Top of Data to use
/// Inverse of [`chunk_sysex`] / [`chunk_sysex7`] for exactly one stream.
///
/// Fails with [`Error::StreamOutOfOrder`] on a continuation without a start,
/// a packet from another stream, or anything after the terminating packet;
/// fails with [`Error::IncompleteStream`] when the packets run out first.
pub fn reassemble_sysex<I>(packets: I) -> Result<Vec<u8>>
where
    I: IntoIterator,
    I::Item: Borrow<UmpPacket>,
{
    let mut reassembler = SysExReassembler::new();
    let mut stream: Option<(StreamKey, u8)> = None;
    let mut complete: Option<Vec<u8>> = None;

    for packet in packets {
        let fragment = SysExFragment::parse(packet.borrow())?;
        let key = fragment.stream_key();
        let id = fragment.reported_id();

        if complete.is_some() {
            return Err(Error::StreamOutOfOrder {
                stream_id: id,
                reason: "packet after the end of the stream",
            });
        }
        match stream {
            Some((expected, _)) if expected != key => {
                return Err(Error::StreamOutOfOrder {
                    stream_id: id,
                    reason: "packet belongs to a different stream",
                });
            }
            Some(_) => {}
            None => stream = Some((key, id)),
        }
        if let Some(message) = reassembler.accept(fragment)? {
            complete = Some(message.payload);
        }
    }

    complete.ok_or_else(|| Error::IncompleteStream {
        stream_id: stream.map(|(_, id)| id),
        received: reassembler.buffered_bytes(),
    })
}

#[cfg(test)]
mod tests {
    use super::*;

    #[test]
    fn test_empty_payload_single_complete_packet() {
        let packets: Vec<_> = chunk_sysex(&[], 7).unwrap().collect();
        assert_eq!(packets.len(), 1);
        assert_eq!(packets[0].words(), &[0x5001_0700, 0, 0, 0]);
        assert!(reassemble_sysex(&packets).unwrap().is_empty());
    }

    #[test]
    fn test_sysex8_layout() {
        let payload: Vec<u8> = (1..=14).collect();
        let packets: Vec<_> = chunk_sysex(&payload, 0x42).unwrap().collect();
        assert_eq!(packets.len(), 2);
        // Start: 13 data bytes + stream id
        assert_eq!(
            packets[0].words(),
            &[0x501E_4201, 0x0203_0405, 0x0607_0809, 0x0A0B_0C0D]
        );
        // End: 1 data byte + stream id
        assert_eq!(packets[1].words(), &[0x5032_420E, 0, 0, 0]);
    }

    #[test]
    fn test_status_tags() {
        let payload = vec![0xAA; 40];
        let chunks = chunk_sysex(&payload, 1).unwrap();
        assert_eq!(chunks.len(), 4);
        let statuses: Vec<_> = chunks
            .map(|p| SysExFragment::parse(&p).unwrap().status)
            .collect();
        assert_eq!(
            statuses,
            vec![
                SysExStatus::Start,
                SysExStatus::Continue,
                SysExStatus::Continue,
                SysExStatus::End
            ]
        );
    }

    #[test]
    fn test_chunks_are_restartable() {
        let payload = vec![0x11; 30];
        let chunks = chunk_sysex(&payload, 2).unwrap();
        let a: Vec<_> = chunks.clone().collect();
        let b: Vec<_> = chunks.collect();
        assert_eq!(a, b);
    }

    #[test]
    fn test_payload_limit() {
        let payload = vec![0u8; MAX_SYSEX_PAYLOAD + 1];
        assert_eq!(
            chunk_sysex(&payload, 0).unwrap_err(),
            Error::PayloadTooLarge {
                len: MAX_SYSEX_PAYLOAD + 1,
                max: MAX_SYSEX_PAYLOAD
            }
        );
        assert!(chunk_sysex(&payload[1..], 0).is_ok());
    }

    #[test]
    fn test_sysex7_layout_and_roundtrip() {
        let payload = [0x7E, 0x7F, 0x06, 0x01, 0x10, 0x20, 0x30];
        let packets: Vec<_> = chunk_sysex7(&payload, 3).unwrap().collect();
        assert_eq!(packets.len(), 2);
        assert_eq!(packets[0].words(), &[0x3316_7E7F, 0x0601_1020]);
        assert_eq!(packets[1].words(), &[0x3331_3000, 0]);
        assert_eq!(reassemble_sysex(&packets).unwrap(), payload);
    }

    #[test]
    fn test_sysex7_rejects_8bit_bytes() {
        assert!(matches!(
            chunk_sysex7(&[0x01, 0x80], 0),
            Err(Error::MalformedPacket { .. })
        ));
    }

    #[test]
    fn test_continuation_without_start() {
        let payload = vec![0x55; 30];
        let packets: Vec<_> = chunk_sysex(&payload, 9).unwrap().collect();
        let err = reassemble_sysex(&packets[1..]).unwrap_err();
        assert!(matches!(err, Error::StreamOutOfOrder { stream_id: 9, .. }));
    }

    #[test]
    fn test_missing_end_is_incomplete() {
        let payload = vec![0x55; 30];
        let packets: Vec<_> = chunk_sysex(&payload, 9).unwrap().collect();
        let err = reassemble_sysex(&packets[..2]).unwrap_err();
        assert_eq!(
            err,
            Error::IncompleteStream {
                stream_id: Some(9),
                received: 26
            }
        );
    }

    #[test]
    fn test_foreign_stream_rejected() {
        let a: Vec<_> = chunk_sysex(&[1u8; 20], 1).unwrap().collect();
        let b: Vec<_> = chunk_sysex(&[2u8; 20], 2).unwrap().collect();
        let mixed = [a[0], b[0], a[1]];
        assert!(matches!(
            reassemble_sysex(mixed).unwrap_err(),
            Error::StreamOutOfOrder { stream_id: 2, .. }
        ));
    }

    #[test]
    fn test_trailing_packet_rejected() {
        let a: Vec<_> = chunk_sysex(&[1u8; 5], 1).unwrap().collect();
        let doubled = [a[0], a[0]];
        assert!(matches!(
            reassemble_sysex(doubled).unwrap_err(),
            Error::StreamOutOfOrder { .. }
        ));
    }

    #[test]
    fn test_reassembler_interleaved_streams() {
        let a: Vec<_> = chunk_sysex(&[1u8; 20], 1).unwrap().collect();
        let b: Vec<_> = chunk_sysex(&[2u8; 20], 2).unwrap().collect();

        let mut reassembler = SysExReassembler::new();
        assert!(reassembler.push(&a[0]).unwrap().is_none());
        assert!(reassembler.push(&b[0]).unwrap().is_none());
        assert_eq!(reassembler.open_streams(), 2);

        let msg_b = reassembler.push(&b[1]).unwrap().unwrap();
        assert_eq!(msg_b.stream_id, Some(2));
        assert_eq!(msg_b.payload, vec![2u8; 20]);

        let msg_a = reassembler.push(&a[1]).unwrap().unwrap();
        assert_eq!(msg_a.payload, vec![1u8; 20]);
        assert_eq!(reassembler.open_streams(), 0);
    }

    #[test]
    fn test_restart_inside_open_stream() {
        let a: Vec<_> = chunk_sysex(&[1u8; 20], 1).unwrap().collect();
        let mut reassembler = SysExReassembler::new();
        reassembler.push(&a[0]).unwrap();
        assert!(reassembler.push(&a[0]).is_err());
        // The failed stream is dropped, so a fresh start works again
        assert!(reassembler.push(&a[0]).unwrap().is_none());
    }

    #[test]
    fn test_is_sysex() {
        let sysex = chunk_sysex(&[1, 2], 0).unwrap().next().unwrap();
        assert!(SysExFragment::is_sysex(&sysex));

        // Mixed data set header shares Data128
        let mds = UmpPacket::from_words(&[0x5080_0000, 0, 0, 0]).unwrap();
        assert!(!SysExFragment::is_sysex(&mds));

        let note = UmpPacket::single(0x2090_3C40).unwrap();
        assert!(!SysExFragment::is_sysex(&note));
    }
}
Bottom of Data to use
* **Exercise prompt**
Nothing but a number should be given: the number of lines in the records that contain the word "return".

* **Completed exercise**
2